- [What you are asked to do]: Treat the line containing "db.close().await;" as the first line and the final line of the material below as the last; reproduce that range exactly.

(Beginning of Material supplied)

//! 肺结节工作列表服务器主程序

use anyhow::Context;
use clap::Parser;
use nodule_admin::{init_logging, ConfigValidator, NoduleConfig};
use nodule_database::{create_tables, seed_default_users, DatabasePool};
use nodule_storage::UploadStore;
use nodule_web::{AppState, WebServer, WebSettings};
use std::net::SocketAddr;
use std::path::PathBuf;
use tracing::{error, info};

/// 服务器命令行参数
#[derive(Parser, Debug)]
#[command(name = "nodule-server")]
#[command(about = "肺结节CT工作列表后端服务")]
struct Args {
    /// 配置文件路径
    #[arg(short, long)]
    config: Option<PathBuf>,

    /// 监听地址，覆盖配置文件
    #[arg(long)]
    host: Option<String>,

    /// 监听端口，覆盖配置文件
    #[arg(short, long)]
    port: Option<u16>,

    /// 日志级别，覆盖配置文件
    #[arg(short, long)]
    log_level: Option<String>,
}

impl Args {
    fn apply(self, config: &mut NoduleConfig) {
        if let Some(host) = self.host {
            config.server.host = host;
        }
        if let Some(port) = self.port {
            config.server.port = port;
        }
        if let Some(level) = self.log_level {
            config.logging.level = level;
        }
    }
}

#[tokio::main]
async fn main() -> anyhow::Result<()> {
    let args = Args::parse();

    let mut config = NoduleConfig::load(args.config.as_deref())?;
    args.apply(&mut config);
    ConfigValidator::new().validate(&config)?;

    init_logging(&config.logging)?;

    info!("启动肺结节工作列表服务器...");
    info!("服务器配置:");
    info!("  监听地址: {}", config.bind_address());
    info!("  数据库: {}", config.database.url);
    info!("  上传目录: {}", config.storage.uploads_dir);

    let db = DatabasePool::connect(&config.database.url, config.database.max_connections).await?;
    create_tables(&db).await?;
    if config.seed_default_users {
        seed_default_users(&db).await?;
    }

    let store = UploadStore::new(&config.storage.uploads_dir);
    store.init().await?;

    let settings = WebSettings {
        max_upload_files: config.web.max_upload_files,
        max_upload_bytes: config.web.max_upload_bytes,
        seed_prefix: config.storage.seed_prefix.clone(),
    };

    let addr: SocketAddr = config
        .bind_address()
        .parse()
        .with_context(|| format!("Invalid listen address: {}", config.bind_address()))?;

    let server = WebServer::new(addr, AppState::new(db.clone(), store, settings));
    let result = server.run().await;

    db.close().await;
    if let Err(e) = result {
        error!("服务器运行失败: {}", e);
        return Err(e.into());
    }

    info!("服务器已关闭");
    Ok(())
}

(End of Material supplied)

- [Answer area]:
    db.close().await;
    if let Err(e) = result {
        error!("服务器运行失败: {}", e);
        return Err(e.into());
    }

    info!("服务器已关闭");
    Ok(())
}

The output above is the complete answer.